Even US states have been among those at the forefront of this move. Nine US states have now legalised cannabis for recreational purposes — and the results so far are generally positive: confounding critics while bringing in additional tax income to fund public services.
This is just the start: the Canadian government’s bill to legalise recreational cannabis is currently going through the house, making it the first G7 country to legalise cannabis. New Zealand is also set to hold a referendum on legalising cannabis in the next few years.
The ranks of reformers are growing rapidly, but no leader has yet acknowledged the inequities of the War on Drugs quite as eloquently as Prime Minister of Antigua and Barbuda Gaston Browne. In a recent speech, he said the purpose of prohibition was to “serve the racist, political and economic interests of the global powers at that time”.
He apologised to the Rastafarian community for its impacts, and called for reparations for the harm inflicted upon them.
The myth of the War on Drugs has been well and truly shattered. We now need to build an approach fit for the 21st century
New approach
The most important thing is to ensure public health is at the forefront of considerations.
First, we need to put drug policy in the hands of people with the expertise and mandate to prioritise health and harm reduction. That means moving responsibility for drug policy to the Departments of Health and International Development.
Second, we need to ensure better access to harm reduction services and decriminalise the possession of all drugs for personal use. This will ensure people have adequate access to treatment, support, and harm reduction services, including opioid substitution treatment, supervised consumption spaces and needle and syringe exchanges.

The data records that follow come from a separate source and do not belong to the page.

//! All-pair comparison of a text set under every metric.
use std::time::Instant;

use all_pairs_rank::rank_pairs;
use log::{debug, info};
use rayon::prelude::*;

use crate::errors::{Result, SimilarityError};
use crate::metrics::{Metric, DEFAULT_TVERSKY_ALPHA, DEFAULT_TVERSKY_BETA};
use crate::profile::{ShingleProfile, ShingleProfiler, DEFAULT_WINDOW_SIZE};
use crate::report::{SimilarityReport, SimilarityRequest};

/// Ranks all pairs of input texts under the six metrics.
///
/// Profiles are built once per call and shared by the six metric passes.
#[derive(Clone, Debug)]
pub struct SimilarityService {
    window_size: usize,
    tversky_alpha: f64,
    tversky_beta: f64,
    parallel: bool,
}

impl Default for SimilarityService {
    fn default() -> Self {
        Self {
            window_size: DEFAULT_WINDOW_SIZE,
            tversky_alpha: DEFAULT_TVERSKY_ALPHA,
            tversky_beta: DEFAULT_TVERSKY_BETA,
            parallel: false,
        }
    }
}

impl SimilarityService {
    /// Creates an instance.
    ///
    /// # Arguments
    ///
    /// * `window_size` - Number of characters in a shingle (must be more than 0).
    pub fn new(window_size: usize) -> Result<Self> {
        if window_size == 0 {
            return Err(SimilarityError::invalid_argument("Window size must not be 0."));
        }
        Ok(Self {
            window_size,
            ..Self::default()
        })
    }

    /// Sets the weights of the Tversky index (both 1 by default).
    pub const fn tversky(mut self, alpha: f64, beta: f64) -> Self {
        self.tversky_alpha = alpha;
        self.tversky_beta = beta;
        self
    }

    /// Runs the six metric passes in parallel?
    pub const fn parallel(mut self, yes: bool) -> Self {
        self.parallel = yes;
        self
    }

    /// Gets the window size.
    pub const fn window_size(&self) -> usize {
        self.window_size
    }

    /// Gets the metrics in report order, with the configured Tversky weights.
    pub const fn metrics(&self) -> [Metric; 6] {
        [
            Metric::QGram,
            Metric::Cosine,
            Metric::SorensenDice,
            Metric::Jaccard,
            Metric::Tversky {
                alpha: self.tversky_alpha,
                beta: self.tversky_beta,
            },
            Metric::SzymkiewiczSimpson,
        ]
    }

    /// Builds the profiles of input texts with a single profiler,
    /// so equal shingles are shared among them.
    pub fn profiles<I, S>(&self, texts: I) -> Result<Vec<ShingleProfile>>
    where
        I: IntoIterator<Item = S>,
        S: AsRef<str>,
    {
        let mut profiler = ShingleProfiler::new(self.window_size)?;
        let mut profiles = vec![];
        for (i, text) in texts.into_iter().enumerate() {
            if (i + 1) % 1000 == 0 {
                debug!("Processed {} texts...", i + 1);
            }
            profiles.push(profiler.profile(text));
        }
        debug!(
            "Produced {} profiles sharing {} distinct shingles",
            profiles.len(),
            profiler.interner().len()
        );
        Ok(profiles)
    }

    /// Ranks the pairs of `profiles` under `metric`, rendered as `"(i, j) -> score"`.
    pub fn rank(&self, profiles: &[ShingleProfile], metric: Metric) -> Vec<String> {
        let start = Instant::now();
        let ranked: Vec<_> = rank_pairs(profiles, |p1, p2| metric.score(p1, p2))
            .iter()
            .map(|pair| pair.to_string())
            .collect();
        debug!(
            "Ranked {} pairs by {metric} in {} sec",
            ranked.len(),
            start.elapsed().as_secs_f64()
        );
        ranked
    }

    /// Compares all pairs of input texts under the six metrics.
    ///
    /// # Examples
    ///
    /// ```
    /// use shingle_similarity::SimilarityService;
    ///
    /// let service = SimilarityService::new(3).unwrap();
    /// let report = service.compare(["hello world", "hello there", "goodbye"]).unwrap();
    /// assert_eq!(report.cosine.len(), 3);
    /// assert!(report.cosine[2].starts_with("(0, 1) -> "));
    /// ```
    pub fn compare<I, S>(&self, texts: I) -> Result<SimilarityReport>
    where
        I: IntoIterator<Item = S>,
        S: AsRef<str>,
    {
        let start = Instant::now();
        let profiles = self.profiles(texts)?;
        let metrics = self.metrics();

        let mut lists: [Vec<String>; 6] = Default::default();
        if self.parallel {
            lists[..]
                .par_iter_mut()
                .zip(&metrics[..])
                .for_each(|(list, &metric)| *list = self.rank(&profiles, metric));
        } else {
            for (list, &metric) in lists.iter_mut().zip(&metrics) {
                *list = self.rank(&profiles, metric);
            }
        }
        let [qgram, cosine, sorensen_dice, jaccard, tversky, szymkiewicz_simpson] = lists;

        let elapsed = start.elapsed();
        info!(
            "Compared {} texts ({} pairs per metric) in {} sec",
            profiles.len(),
            qgram.len(),
            elapsed.as_secs_f64()
        );
        Ok(SimilarityReport {
            qgram,
            cosine,
            sorensen_dice,
            jaccard,
            tversky,
            szymkiewicz_simpson,
            time: u64::try_from(elapsed.as_nanos()).unwrap_or(u64::MAX),
        })
    }

    /// Validates a request and compares its texts.
    ///
    /// # Errors
    ///
    /// See [`SimilarityRequest::into_texts()`].
    pub fn handle(&self, request: SimilarityRequest) -> Result<SimilarityReport> {
        let texts = request.into_texts()?;
        self.compare(&texts)
    }
}

#[cfg(test)]
mod tests {
    use super::*;

    fn key_of(rendered: &str) -> &str {
        rendered.split(" -> ").next().unwrap()
    }

    fn score_of(rendered: &str) -> f64 {
        rendered.split(" -> ").nth(1).unwrap().parse().unwrap()
    }

    #[test]
    fn test_zero_window() {
        assert!(matches!(
            SimilarityService::new(0),
            Err(SimilarityError::InvalidArgument(_))
        ));
    }

    #[test]
    fn test_hello_scenario() {
        let service = SimilarityService::default();
        let report = service
            .compare(["hello world", "hello there", "goodbye"])
            .unwrap();

        for metric in service.metrics() {
            assert_eq!(report.ranked(metric).len(), 3);
        }
        // The two greetings share "hel", "ell" and "llo"; "goodbye" shares nothing.
        let cosine: Vec<_> = report.cosine.iter().map(|s| key_of(s)).collect();
        assert_eq!(cosine, vec!["(0, 2)", "(1, 2)", "(0, 1)"]);
        assert_eq!(report.cosine[0], "(0, 2) -> 0.0");
        assert_eq!(report.jaccard[2], "(0, 1) -> 0.23076923076923078");
        assert_eq!(key_of(&report.qgram[0]), "(0, 1)");
        assert_eq!(report.qgram[0], "(0, 1) -> 10.0");
    }

    #[test]
    fn test_sorted_ascending() {
        let texts = [
            "Welcome to Jimbocho, the town of books and curry!",
            "Welcome to Jimbocho, the city of books and curry!",
            "We welcome you to Jimbocho, the town of books and curry.",
            "Welcome to the town of books and curry, Jimbocho!",
            "ab",
        ];
        let report = SimilarityService::default().compare(texts).unwrap();
        for metric in Metric::ALL {
            let list = report.ranked(metric);
            assert_eq!(list.len(), 10);
            let scores: Vec<_> = list.iter().map(|s| score_of(s)).collect();
            let reals: Vec<_> = scores.iter().filter(|x| !x.is_nan()).collect();
            assert!(reals.windows(2).all(|w| w[0] <= w[1]), "{metric}");
            // NaN scores, if any, are all placed after the numbers.
            let first_nan = scores.iter().position(|x| x.is_nan()).unwrap_or(scores.len());
            assert!(scores[first_nan..].iter().all(|x| x.is_nan()), "{metric}");
        }
    }

    #[test]
    fn test_empty_profile_pair_is_last() {
        let report = SimilarityService::default()
            .compare(["ab", "a b", "abcd", "abce"])
            .unwrap();
        // "ab" and "a b" have no trigram, so every pair with them is 0/0.
        assert_eq!(key_of(&report.cosine[0]), "(2, 3)");
        assert!((score_of(&report.cosine[0]) - 0.5).abs() < 1e-12);
        let nan_keys: Vec<_> = report.cosine[1..]
            .iter()
            .map(|s| {
                assert!(s.ends_with(" -> NaN"));
                key_of(s)
            })
            .collect();
        assert_eq!(nan_keys, vec!["(0, 1)", "(0, 2)", "(0, 3)", "(1, 2)", "(1, 3)"]);
    }

    #[test]
    fn test_too_few_texts() {
        let service = SimilarityService::default();
        let report = service.compare(Vec::<String>::new()).unwrap();
        assert_eq!(report.ranked(Metric::QGram).len(), 0);
        let report = service.compare(["only one"]).unwrap();
        for metric in service.metrics() {
            assert!(report.ranked(metric).is_empty());
        }
    }

    #[test]
    fn test_parallel_matches_sequential() {
        let texts: Vec<_> = (0..12)
            .map(|i| format!("text number {} with {}", i % 5, "x".repeat(i)))
            .collect();
        let sequential = SimilarityService::default().compare(&texts).unwrap();
        let parallel = SimilarityService::default()
            .parallel(true)
            .compare(&texts)
            .unwrap();
        for metric in Metric::ALL {
            assert_eq!(sequential.ranked(metric), parallel.ranked(metric));
        }
    }

    #[test]
    fn test_tversky_weights() {
        let texts = ["abcdef", "abcdx"];
        let report = SimilarityService::default()
            .tversky(1., 0.)
            .compare(texts)
            .unwrap();
        assert_eq!(report.tversky, vec!["(0, 1) -> 0.5"]);
    }

    #[test]
    fn test_handle() {
        let service = SimilarityService::default();
        assert_eq!(
            service.handle(SimilarityRequest::default()),
            Err(SimilarityError::MissingTexts)
        );
        let report = service
            .handle(SimilarityRequest::new(["abcd", "abce"]))
            .unwrap();
        assert_eq!(report.jaccard, vec!["(0, 1) -> 0.3333333333333333"]);
    }
}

It will reduce the stigma attached to drug use and the threat of criminalisation, removing further barriers people who use drugs face in accessing the services they need.

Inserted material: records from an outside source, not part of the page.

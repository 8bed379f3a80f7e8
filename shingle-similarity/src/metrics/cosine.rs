use crate::profile::ShingleProfile;

/// Computes the cosine similarity of the two profiles seen as count vectors.
///
/// Dot products and norms are accumulated as integers, so the result is exactly
/// symmetric. An empty profile has norm 0 and makes the result NaN.
///
/// # Examples
///
/// ```
/// use shingle_similarity::ShingleProfiler;
/// use shingle_similarity::metrics::cosine_similarity;
///
/// let mut profiler = ShingleProfiler::new(2).unwrap();
/// let p1 = profiler.profile("ABC");
/// let p2 = profiler.profile("ABD");
/// assert!((cosine_similarity(&p1, &p2) - 0.5).abs() < 1e-12);
/// ```
pub fn cosine_similarity(p1: &ShingleProfile, p2: &ShingleProfile) -> f64 {
    let dot = dot_product(p1, p2) as f64;
    dot / (norm(p1) * norm(p2))
}

/// Computes `1 - cosine_similarity(p1, p2)`.
pub fn cosine_distance(p1: &ShingleProfile, p2: &ShingleProfile) -> f64 {
    1. - cosine_similarity(p1, p2)
}

fn dot_product(p1: &ShingleProfile, p2: &ShingleProfile) -> u64 {
    // Iterates over the smaller one.
    let (small, large) = if p1.len() <= p2.len() {
        (p1, p2)
    } else {
        (p2, p1)
    };
    small
        .iter()
        .map(|(shingle, c)| c as u64 * large.count(shingle) as u64)
        .sum()
}

fn norm(p: &ShingleProfile) -> f64 {
    let sq: u64 = p.iter().map(|(_, c)| c as u64 * c as u64).sum();
    (sq as f64).sqrt()
}

#[cfg(test)]
mod tests {
    use super::*;

    use crate::profile::ShingleProfiler;

    #[test]
    fn test_cosine_similarity() {
        let mut profiler = ShingleProfiler::new(3).unwrap();
        let p1 = profiler.profile("abcabc");
        let p2 = profiler.profile("abcd");
        // p1 = {abc: 2, bca: 1, cab: 1}, p2 = {abc: 1, bcd: 1}
        let expected = 2. / (6f64.sqrt() * 2f64.sqrt());
        assert!((cosine_similarity(&p1, &p2) - expected).abs() < 1e-12);
        assert_eq!(cosine_similarity(&p1, &p2), cosine_similarity(&p2, &p1));
    }

    #[test]
    fn test_self_similarity() {
        let mut profiler = ShingleProfiler::new(3).unwrap();
        let p = profiler.profile("the quick brown fox jumps over the lazy dog");
        assert!((cosine_similarity(&p, &p) - 1.).abs() < 1e-12);
        assert!(cosine_distance(&p, &p).abs() < 1e-12);
    }

    #[test]
    fn test_disjoint() {
        let mut profiler = ShingleProfiler::new(3).unwrap();
        let p1 = profiler.profile("aaaa");
        let p2 = profiler.profile("bbbb");
        assert_eq!(cosine_similarity(&p1, &p2), 0.);
        assert_eq!(cosine_distance(&p1, &p2), 1.);
    }

    #[test]
    fn test_empty_is_nan() {
        let mut profiler = ShingleProfiler::new(3).unwrap();
        let empty = profiler.profile("ab");
        let p = profiler.profile("abcd");
        assert!(cosine_similarity(&empty, &empty).is_nan());
        assert!(cosine_similarity(&empty, &p).is_nan());
    }
}
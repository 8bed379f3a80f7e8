use std::fs::File;
use std::io::{self, BufRead, BufReader, Read, Write};
use std::path::PathBuf;
use std::time::Instant;

use anyhow::{Context, Result};
use clap::Parser;
use log::info;

use shingle_similarity::{Metric, SimilarityRequest, SimilarityService};

#[derive(Parser, Debug)]
#[clap(
    name = "shingle-similarity",
    about = "A program to rank all pairs of texts by shingle-based similarities."
)]
struct Args {
    /// File path to the texts to be compared, one per line.
    /// If None, texts are read from the standard input.
    #[clap(short = 'i', long = "input")]
    input_path: Option<PathBuf>,

    /// Reads the input as a JSON request of the form {"texts": [...]} instead of lines.
    #[clap(short = 'j', long)]
    json: bool,

    /// Window size for w-shingling in profile construction (must be more than 0).
    #[clap(short = 'w', long, default_value = "3")]
    window_size: usize,

    /// Weight of the shingles only in the left text for the Tversky index.
    #[clap(short = 'a', long, default_value = "1.0")]
    alpha: f64,

    /// Weight of the shingles only in the right text for the Tversky index.
    #[clap(short = 'b', long, default_value = "1.0")]
    beta: f64,

    /// Prints the ranked pairs of this metric only, one per line.
    /// "qgram", "cosine", "sorensenDice", "jaccard", "tversky" or "szymkiewiczSimpson".
    /// If None, the full report of all metrics is printed in JSON.
    #[clap(short = 'm', long)]
    metric: Option<Metric>,

    /// Disables parallel metric passes.
    #[clap(short = 'p', long)]
    disable_parallel: bool,
}

fn main() -> Result<()> {
    env_logger::Builder::from_env(env_logger::Env::default().default_filter_or("info")).init();

    let args = Args::parse();

    let service = SimilarityService::new(args.window_size)?
        .tversky(args.alpha, args.beta)
        .parallel(!args.disable_parallel);

    let request = {
        let start = Instant::now();
        let rdr: Box<dyn Read> = match &args.input_path {
            Some(path) => Box::new(
                File::open(path).with_context(|| format!("Failed to open {}", path.display()))?,
            ),
            None => Box::new(io::stdin()),
        };
        let request = if args.json {
            serde_json::from_reader::<_, SimilarityRequest>(BufReader::new(rdr))
                .context("Failed to parse the request")?
        } else {
            SimilarityRequest::new(texts_iter(rdr)?)
        };
        info!("Loaded the input in {} sec", start.elapsed().as_secs_f64());
        request
    };

    let report = service.handle(request)?;

    let stdout = io::stdout();
    let mut out = stdout.lock();
    if let Some(metric) = args.metric {
        // Tversky weights come from the service configuration.
        for pair in report.ranked(metric) {
            writeln!(out, "{pair}")?;
        }
    } else {
        serde_json::to_writer_pretty(&mut out, &report)?;
        writeln!(out)?;
    }

    Ok(())
}

fn texts_iter<R>(rdr: R) -> Result<Vec<String>>
where
    R: Read,
{
    let texts = BufReader::new(rdr).lines().collect::<io::Result<_>>()?;
    Ok(texts)
}

#[cfg(test)]
mod tests {
    use super::*;

    #[test]
    fn test_texts_iter() {
        let texts = texts_iter("a b\n\nc\r\n".as_bytes()).unwrap();
        assert_eq!(texts, vec!["a b", "", "c"]);
    }

    #[test]
    fn test_args() {
        let args = Args::try_parse_from(["shingle-similarity", "-m", "dice", "-w", "2"]).unwrap();
        assert_eq!(args.metric, Some(Metric::SorensenDice));
        assert_eq!(args.window_size, 2);
        assert_eq!((args.alpha, args.beta), (1., 1.));
        assert!(args.input_path.is_none());

        assert!(Args::try_parse_from(["shingle-similarity", "-m", "edit"]).is_err());

        let args = Args::try_parse_from(["shingle-similarity", "--input", "texts.txt"]).unwrap();
        assert_eq!(args.input_path, Some(PathBuf::from("texts.txt")));
        assert!(Args::try_parse_from(["shingle-similarity", "--input-path", "texts.txt"]).is_err());
    }
}
//! Traits of pair scores of primitive floating-point types.
use std::cmp::Ordering;
use std::fmt::Debug;

use num_traits::Float;

/// Trait of a pair score from a primitive floating-point type.
pub trait Score: Float + Debug {
    /// Compares two scores in a total order where NaN is greater than every number
    /// and equal to any other NaN.
    fn nan_last_cmp(self, rhs: Self) -> Ordering;
}

impl<F> Score for F
where
    F: Float + Debug,
{
    #[inline(always)]
    fn nan_last_cmp(self, rhs: Self) -> Ordering {
        match (self.is_nan(), rhs.is_nan()) {
            (true, true) => Ordering::Equal,
            (true, false) => Ordering::Greater,
            (false, true) => Ordering::Less,
            // Two non-NaN floats are always comparable.
            (false, false) => self.partial_cmp(&rhs).unwrap_or(Ordering::Equal),
        }
    }
}

/// Compares two scores, placing NaN after every number.
///
/// # Examples
///
/// ```
/// use std::cmp::Ordering;
/// use all_pairs_rank::score::nan_last_cmp;
///
/// assert_eq!(nan_last_cmp(f64::NAN, 1e300), Ordering::Greater);
/// assert_eq!(nan_last_cmp(f64::NAN, f64::NAN), Ordering::Equal);
/// assert_eq!(nan_last_cmp(0.25, 0.5), Ordering::Less);
/// ```
pub fn nan_last_cmp<F>(lhs: F, rhs: F) -> Ordering
where
    F: Score,
{
    lhs.nan_last_cmp(rhs)
}

#[cfg(test)]
mod tests {
    use super::*;

    #[test]
    fn test_nan_last_f64() {
        assert_eq!(f64::NAN.nan_last_cmp(f64::INFINITY), Ordering::Greater);
        assert_eq!(f64::INFINITY.nan_last_cmp(f64::NAN), Ordering::Less);
        assert_eq!(f64::NAN.nan_last_cmp(-f64::NAN), Ordering::Equal);
        assert_eq!(1.0f64.nan_last_cmp(1.0), Ordering::Equal);
        assert_eq!((-3.0f64).nan_last_cmp(2.0), Ordering::Less);
    }

    #[test]
    fn test_nan_last_f32() {
        let mut xs = vec![f32::NAN, 0.5, f32::NAN, -1.0, 0.0];
        xs.sort_by(|a, b| a.nan_last_cmp(*b));
        assert_eq!(&xs[..3], &[-1.0, 0.0, 0.5]);
        assert!(xs[3].is_nan());
        assert!(xs[4].is_nan());
    }
}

A third step is to legalise and regulate the cannabis market. As cannabis is significantly less harmful than many other drugs, it makes sense to move to a fully regulated legal market now, like alcohol and tobacco.

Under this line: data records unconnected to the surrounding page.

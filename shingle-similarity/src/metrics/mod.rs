//! Similarity and distance measures over shingle profiles.
mod cosine;
mod qgram;
mod set_based;

use std::fmt;
use std::str::FromStr;

use crate::errors::Result;
use crate::profile::{ShingleProfile, ShingleProfiler};

pub use cosine::{cosine_distance, cosine_similarity};
pub use qgram::qgram_distance;
pub use set_based::{
    intersection_size, jaccard_similarity, sorensen_dice_similarity,
    szymkiewicz_simpson_similarity, tversky_similarity,
};

/// Default weight of `|A−B|` in the Tversky index.
pub const DEFAULT_TVERSKY_ALPHA: f64 = 1.;
/// Default weight of `|B−A|` in the Tversky index.
pub const DEFAULT_TVERSKY_BETA: f64 = 1.;

/// Measure used to score a pair of profiles.
#[derive(Clone, Copy, Debug, PartialEq)]
pub enum Metric {
    /// Q-gram distance in `[0, ∞)`.
    QGram,
    /// Cosine similarity of the count vectors.
    Cosine,
    /// Sørensen–Dice coefficient of the shingle sets.
    SorensenDice,
    /// Jaccard index of the shingle sets.
    Jaccard,
    /// Tversky index of the shingle sets.
    Tversky {
        /// Weight of the shingles only in the first profile.
        alpha: f64,
        /// Weight of the shingles only in the second profile.
        beta: f64,
    },
    /// Szymkiewicz–Simpson overlap coefficient of the shingle sets.
    SzymkiewiczSimpson,
}

impl Metric {
    /// All the metrics in report order, with the default Tversky weights.
    pub const ALL: [Self; 6] = [
        Self::QGram,
        Self::Cosine,
        Self::SorensenDice,
        Self::Jaccard,
        Self::tversky(),
        Self::SzymkiewiczSimpson,
    ];

    /// Tversky index with the default weights.
    pub const fn tversky() -> Self {
        Self::Tversky {
            alpha: DEFAULT_TVERSKY_ALPHA,
            beta: DEFAULT_TVERSKY_BETA,
        }
    }

    /// Gets the key naming the metric in a report.
    pub const fn name(&self) -> &'static str {
        match self {
            Self::QGram => "qgram",
            Self::Cosine => "cosine",
            Self::SorensenDice => "sorensenDice",
            Self::Jaccard => "jaccard",
            Self::Tversky { .. } => "tversky",
            Self::SzymkiewiczSimpson => "szymkiewiczSimpson",
        }
    }

    /// Checks if scores are normalized similarities in `[0, 1]`.
    /// Only [`Self::QGram`] is not; it is a pure distance.
    pub const fn is_normalized(&self) -> bool {
        !matches!(self, Self::QGram)
    }

    /// Scores a pair of profiles: the distance for [`Self::QGram`], or the similarity
    /// for the others. Pairs are ranked ascending by this value.
    pub fn score(&self, p1: &ShingleProfile, p2: &ShingleProfile) -> f64 {
        match *self {
            Self::QGram => qgram_distance(p1, p2),
            Self::Cosine => cosine_similarity(p1, p2),
            Self::SorensenDice => sorensen_dice_similarity(p1, p2),
            Self::Jaccard => jaccard_similarity(p1, p2),
            Self::Tversky { alpha, beta } => tversky_similarity(p1, p2, alpha, beta),
            Self::SzymkiewiczSimpson => szymkiewicz_simpson_similarity(p1, p2),
        }
    }

    /// Computes the similarity in `[0, 1]`, or `None` for [`Self::QGram`].
    pub fn similarity(&self, p1: &ShingleProfile, p2: &ShingleProfile) -> Option<f64> {
        self.is_normalized().then(|| self.score(p1, p2))
    }

    /// Computes the distance, i.e., `1 - similarity` for the normalized metrics.
    pub fn distance(&self, p1: &ShingleProfile, p2: &ShingleProfile) -> f64 {
        let score = self.score(p1, p2);
        if self.is_normalized() {
            1. - score
        } else {
            score
        }
    }

    /// Scores a pair of strings with `window_size`-shingles.
    ///
    /// Equal strings are resolved without profiling: similarity 1 for the normalized
    /// metrics, distance 0 for [`Self::QGram`].
    ///
    /// # Errors
    ///
    /// [`SimilarityError::InvalidArgument`](crate::SimilarityError::InvalidArgument)
    /// is returned if `window_size` is 0 and the strings differ.
    ///
    /// # Examples
    ///
    /// ```
    /// use shingle_similarity::Metric;
    ///
    /// assert_eq!(Metric::Jaccard.score_strs("ABCDE", "ABCDF", 2).unwrap(), 0.6);
    /// assert_eq!(Metric::Cosine.score_strs("same", "same", 3).unwrap(), 1.0);
    /// assert_eq!(Metric::QGram.score_strs("same", "same", 3).unwrap(), 0.0);
    /// ```
    pub fn score_strs(&self, s1: &str, s2: &str, window_size: usize) -> Result<f64> {
        if s1 == s2 {
            return Ok(if self.is_normalized() { 1. } else { 0. });
        }
        let mut profiler = ShingleProfiler::new(window_size)?;
        let p1 = profiler.profile(s1);
        let p2 = profiler.profile(s2);
        Ok(self.score(&p1, &p2))
    }

    /// Computes the distance of a pair of strings with `window_size`-shingles,
    /// i.e., `1 - similarity` for the normalized metrics.
    ///
    /// # Errors
    ///
    /// See [`Self::score_strs()`].
    pub fn distance_strs(&self, s1: &str, s2: &str, window_size: usize) -> Result<f64> {
        let score = self.score_strs(s1, s2, window_size)?;
        Ok(if self.is_normalized() { 1. - score } else { score })
    }
}

impl fmt::Display for Metric {
    fn fmt(&self, f: &mut fmt::Formatter) -> fmt::Result {
        f.write_str(self.name())
    }
}

impl FromStr for Metric {
    type Err = &'static str;
    fn from_str(metric: &str) -> Result<Self, Self::Err> {
        match metric {
            "qgram" => Ok(Self::QGram),
            "cosine" | "cos" => Ok(Self::Cosine),
            "sorensenDice" | "sorensen-dice" | "dice" => Ok(Self::SorensenDice),
            "jaccard" | "jac" => Ok(Self::Jaccard),
            "tversky" => Ok(Self::tversky()),
            "szymkiewiczSimpson" | "szymkiewicz-simpson" | "overlap" => {
                Ok(Self::SzymkiewiczSimpson)
            }
            _ => Err("Could not parse a metric option"),
        }
    }
}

Legalising and regulating cannabis will enable the government to control the cannabis trade — ensuring benefits for public health, vulnerable communities and society. It will enable us to regulate and inform people about the strength of cannabis.
What’s more, it will also generate tax revenues to fund vital public services, with money left over to fund drug education, harm reduction and mental health services.
The first step in doing this will be to bring together people who use cannabis with experts, and decision makers to decide on the outcomes we want and how to measure them and then establish a Cannabis Regulatory Authority to implement them.
Western nations must play a role in righting the wrongs of the war on drugs globally. A key first step will be to align drug policy with the Sustainable Development Goals, the global framework for sustainable development.
While the goals are problematic, they can provide a framework to raise the profile of drug policy as an issue impeding efforts to reduce poverty and poor health around the world.
Progressive aid spending could include supporting evidence-based policy and innovation globally to establish drug policies that improve people’s health and human rights. Evidence from around the world shows that harm reduction initiatives significantly improve the health and welfare of people who use drugs, particularly when accompanied by de-criminalisation.
Ending the War on Drugs is an idea whose time has come. It’s time to champion an approach that works for people and public health.
[Natalie Sharples is head of policy and campaigns at the British-based Health Poverty Action and is a member of the Labour International Development Task Force.]